Drug repositioning holds great promise for reducing the time and cost associated with traditional drug discovery, but it faces significant challenges related to data imbalance and noise in negative samples. In this article, we introduce a novel method leveraging high negative oversampling (HNO) to address these challenges. Our approach integrates HNO with advanced techniques such as network-based graph mining, matrix factorization, and Bayesian inference, specifically designed for imbalanced data scenarios. Constructing high-quality negative samples is crucial to mitigate the detrimental effects of noisy negative data and enhance model performance. Experimental results demonstrate the efficacy of our approach in enhancing the performance of drug discovery models by effectively managing data imbalance and refining the selection of negative samples. This methodology provides a robust framework for improving drug repositioning, with potential applications in broader biomedical domains.

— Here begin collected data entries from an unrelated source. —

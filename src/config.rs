use anyhow::{Context, Result};
use serde::Deserialize;

use crate::audio::AudioSourceConfig;
use crate::protocol::TurnMode;
use crate::session::SessionConfig;
use crate::vad::VadConfig;

#[derive(Debug, Default, Deserialize)]
#[serde(default)]
pub struct Config {
    pub service: ServiceConfig,
    pub endpoint: EndpointConfig,
    pub session: SessionSettings,
    pub vad: VadConfig,
    pub capture: CaptureConfig,
}

#[derive(Debug, Deserialize)]
#[serde(default)]
pub struct ServiceConfig {
    pub name: String,
}

impl Default for ServiceConfig {
    fn default() -> Self {
        Self {
            name: "turn-interpreter".to_string(),
        }
    }
}

#[derive(Debug, Deserialize)]
#[serde(default)]
pub struct EndpointConfig {
    pub url: String,
}

impl Default for EndpointConfig {
    fn default() -> Self {
        Self {
            url: SessionConfig::default().endpoint,
        }
    }
}

#[derive(Debug, Deserialize)]
#[serde(default)]
pub struct SessionSettings {
    pub from: String,
    pub to: String,
    pub mode: TurnMode,
    pub sample_rate: u32,
    pub client_vad: bool,
}

impl Default for SessionSettings {
    fn default() -> Self {
        let defaults = SessionConfig::default();
        Self {
            from: defaults.from_language,
            to: defaults.to_language,
            mode: defaults.mode,
            sample_rate: defaults.sample_rate,
            client_vad: defaults.client_vad,
        }
    }
}

#[derive(Debug, Deserialize)]
#[serde(default)]
pub struct CaptureConfig {
    /// Frame length fed to the session
    pub frame_ms: u32,
    /// Replay files at wall-clock speed
    pub realtime: bool,
    /// How long to keep listening for results after the input ends
    pub tail_ms: u64,
}

impl Default for CaptureConfig {
    fn default() -> Self {
        Self {
            frame_ms: 100,
            realtime: true,
            tail_ms: 3000,
        }
    }
}

impl Config {
    /// Load `path` (any extension the `config` crate understands) plus
    /// `TURN_INTERPRETER__SECTION__KEY` environment overrides
    pub fn load(path: &str) -> Result<Self> {
        let settings = config::Config::builder()
            .add_source(config::File::with_name(path))
            .add_source(config::Environment::with_prefix("TURN_INTERPRETER").separator("__"))
            .build()
            .with_context(|| format!("Failed to load config from {}", path))?;

        Ok(settings.try_deserialize()?)
    }

    /// Defaults plus environment overrides, for running without a file
    pub fn from_env() -> Result<Self> {
        let settings = config::Config::builder()
            .add_source(config::Environment::with_prefix("TURN_INTERPRETER").separator("__"))
            .build()
            .context("Failed to read environment config")?;

        Ok(settings.try_deserialize()?)
    }

    pub fn session_config(&self) -> SessionConfig {
        SessionConfig {
            endpoint: self.endpoint.url.clone(),
            from_language: self.session.from.clone(),
            to_language: self.session.to.clone(),
            mode: self.session.mode,
            sample_rate: self.session.sample_rate,
            client_vad: self.session.client_vad,
            vad: self.vad.clone(),
        }
    }

    pub fn source_config(&self) -> AudioSourceConfig {
        AudioSourceConfig {
            sample_rate: self.session.sample_rate,
            frame_ms: self.capture.frame_ms,
            realtime: self.capture.realtime,
        }
    }
}
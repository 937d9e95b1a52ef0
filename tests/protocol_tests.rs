use serde_json::{json, Value};
use turn_interpreter::protocol::{
    ClientMessage, Direction, FinalTranscript, InboundEvent, ServerMessage, StatusUpdate, TurnMode,
};
use turn_interpreter::vad::VadEvent;

fn to_value(msg: &ClientMessage) -> Value {
    serde_json::to_value(msg).unwrap()
}

#[test]
fn test_start_serialization() {
    let msg = ClientMessage::Start {
        session_id: "session-1".to_string(),
        from: "en".to_string(),
        to: "ja".to_string(),
        mode: TurnMode::Alternate,
        sample_rate: 16000,
        client_vad: true,
    };

    assert_eq!(
        to_value(&msg),
        json!({
            "type": "start",
            "sessionId": "session-1",
            "from": "en",
            "to": "ja",
            "mode": "alternate",
            "sampleRate": 16000,
            "clientVad": true
        })
    );
}

#[test]
fn test_start_auto_mode() {
    let msg = ClientMessage::Start {
        session_id: "s".to_string(),
        from: "en".to_string(),
        to: "fr".to_string(),
        mode: TurnMode::AutoByLanguageId,
        sample_rate: 16000,
        client_vad: false,
    };

    let value = to_value(&msg);
    assert_eq!(value["mode"], "auto");
    assert_eq!(value["clientVad"], false);
}

#[test]
fn test_audio_serialization() {
    let msg = ClientMessage::Audio {
        pcm16: "AAA=".to_string(),
        samples: 1600,
    };

    assert_eq!(
        to_value(&msg),
        json!({ "type": "audio", "pcm16": "AAA=", "samples": 1600 })
    );
}

#[test]
fn test_vad_serialization() {
    assert_eq!(
        to_value(&ClientMessage::Vad { event: VadEvent::Begin }),
        json!({ "type": "vad", "event": "begin" })
    );
    assert_eq!(
        to_value(&ClientMessage::Vad { event: VadEvent::End }),
        json!({ "type": "vad", "event": "end" })
    );
}

#[test]
fn test_control_messages_have_only_type() {
    assert_eq!(to_value(&ClientMessage::Pause), json!({ "type": "pause" }));
    assert_eq!(to_value(&ClientMessage::Resume), json!({ "type": "resume" }));
    assert_eq!(to_value(&ClientMessage::Stop), json!({ "type": "stop" }));
}

#[test]
fn test_status_with_direction() {
    let json = r#"{ "type": "status", "status": "translating", "dir": "BtoA" }"#;

    assert_eq!(
        InboundEvent::parse(json),
        Some(InboundEvent::Status(StatusUpdate {
            value: "translating".to_string(),
            direction: Some(Direction::BtoA),
        }))
    );
}

#[test]
fn test_status_without_direction() {
    let json = r#"{ "type": "status", "status": "listening" }"#;

    assert_eq!(
        InboundEvent::parse(json),
        Some(InboundEvent::Status(StatusUpdate::new("listening")))
    );
}

#[test]
fn test_partial() {
    let json = r#"{ "type": "partial", "text": "good mor" }"#;

    assert_eq!(
        InboundEvent::parse(json),
        Some(InboundEvent::Partial {
            text: "good mor".to_string()
        })
    );
}

#[test]
fn test_final_without_language() {
    let json = r#"{ "type": "final", "asr": "good morning", "mt": "buenos días" }"#;

    assert_eq!(
        InboundEvent::parse(json),
        Some(InboundEvent::Final(FinalTranscript {
            asr: "good morning".to_string(),
            translated_text: "buenos días".to_string(),
            language_id: None,
        }))
    );
}

#[test]
fn test_error_is_verbatim() {
    let json = r#"{ "type": "error", "message": "quota exceeded: 42" }"#;

    assert_eq!(
        InboundEvent::parse(json),
        Some(InboundEvent::Error {
            message: "quota exceeded: 42".to_string()
        })
    );
}

#[test]
fn test_extra_fields_are_ignored() {
    let json = r#"{ "type": "partial", "text": "hi", "seq": 7, "confidence": 0.9 }"#;
    assert!(matches!(InboundEvent::parse(json), Some(InboundEvent::Partial { .. })));
}

#[test]
fn test_unknown_type_is_unknown_variant() {
    let msg: ServerMessage = serde_json::from_str(r#"{ "type": "heartbeat", "t": 1 }"#).unwrap();
    assert_eq!(msg, ServerMessage::Unknown);
    assert_eq!(InboundEvent::from_message(msg), None);
}

#[test]
fn test_malformed_messages_are_dropped() {
    let cases = [
        "",
        "{",
        "[]",
        "42",
        r#"{ "status": "listening" }"#,
        r#"{ "type": "final", "asr": "missing mt" }"#,
        r#"{ "type": "error" }"#,
        r#"{ "type": "status", "status": "x", "dir": "sideways" }"#,
    ];

    for case in cases {
        assert_eq!(InboundEvent::parse(case), None, "should drop {:?}", case);
    }
}
pub mod audio;
pub mod config;
pub mod protocol;
pub mod session;
pub mod transport;
pub mod vad;

pub use audio::{AudioFile, AudioFrame, AudioSource, AudioSourceConfig, FileSource};
pub use config::Config;
pub use protocol::{ClientMessage, Direction, FinalTranscript, InboundEvent, ServerMessage, StatusUpdate, TurnMode};
pub use session::{
    Callbacks, ConnectionState, RecordingState, SessionConfig, SessionState, SessionStats, TranscriptEntry,
    TurnSession,
};
pub use transport::{MemoryTransport, Transport, TransportEvent, WebSocketTransport};
pub use vad::{VadConfig, VadEvent, VoiceActivityDetector};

药物重新定位在缩短与传统药物研发相关的时间和成本方面具有巨大潜力,但它面临着与阴性样本中的数据不平衡和噪声相关的重大挑战。在本文中,我们介绍了一种利用高阴性过采样(HNO)来应对这些挑战的新方法。我们的方法将HNO与诸如基于网络的图挖掘、矩阵分解和贝叶斯推理等先进技术相结合,这些技术是专门为不平衡数据场景设计的。构建高质量的阴性样本对于减轻噪声阴性数据的不利影响和提高模型性能至关重要。实验结果证明了我们的方法在通过有效管理数据不平衡和优化阴性样本选择来提高药物发现模型性能方面的有效性。这种方法为改进药物重新定位提供了一个强大的框架,在更广泛的生物医学领域具有潜在应用。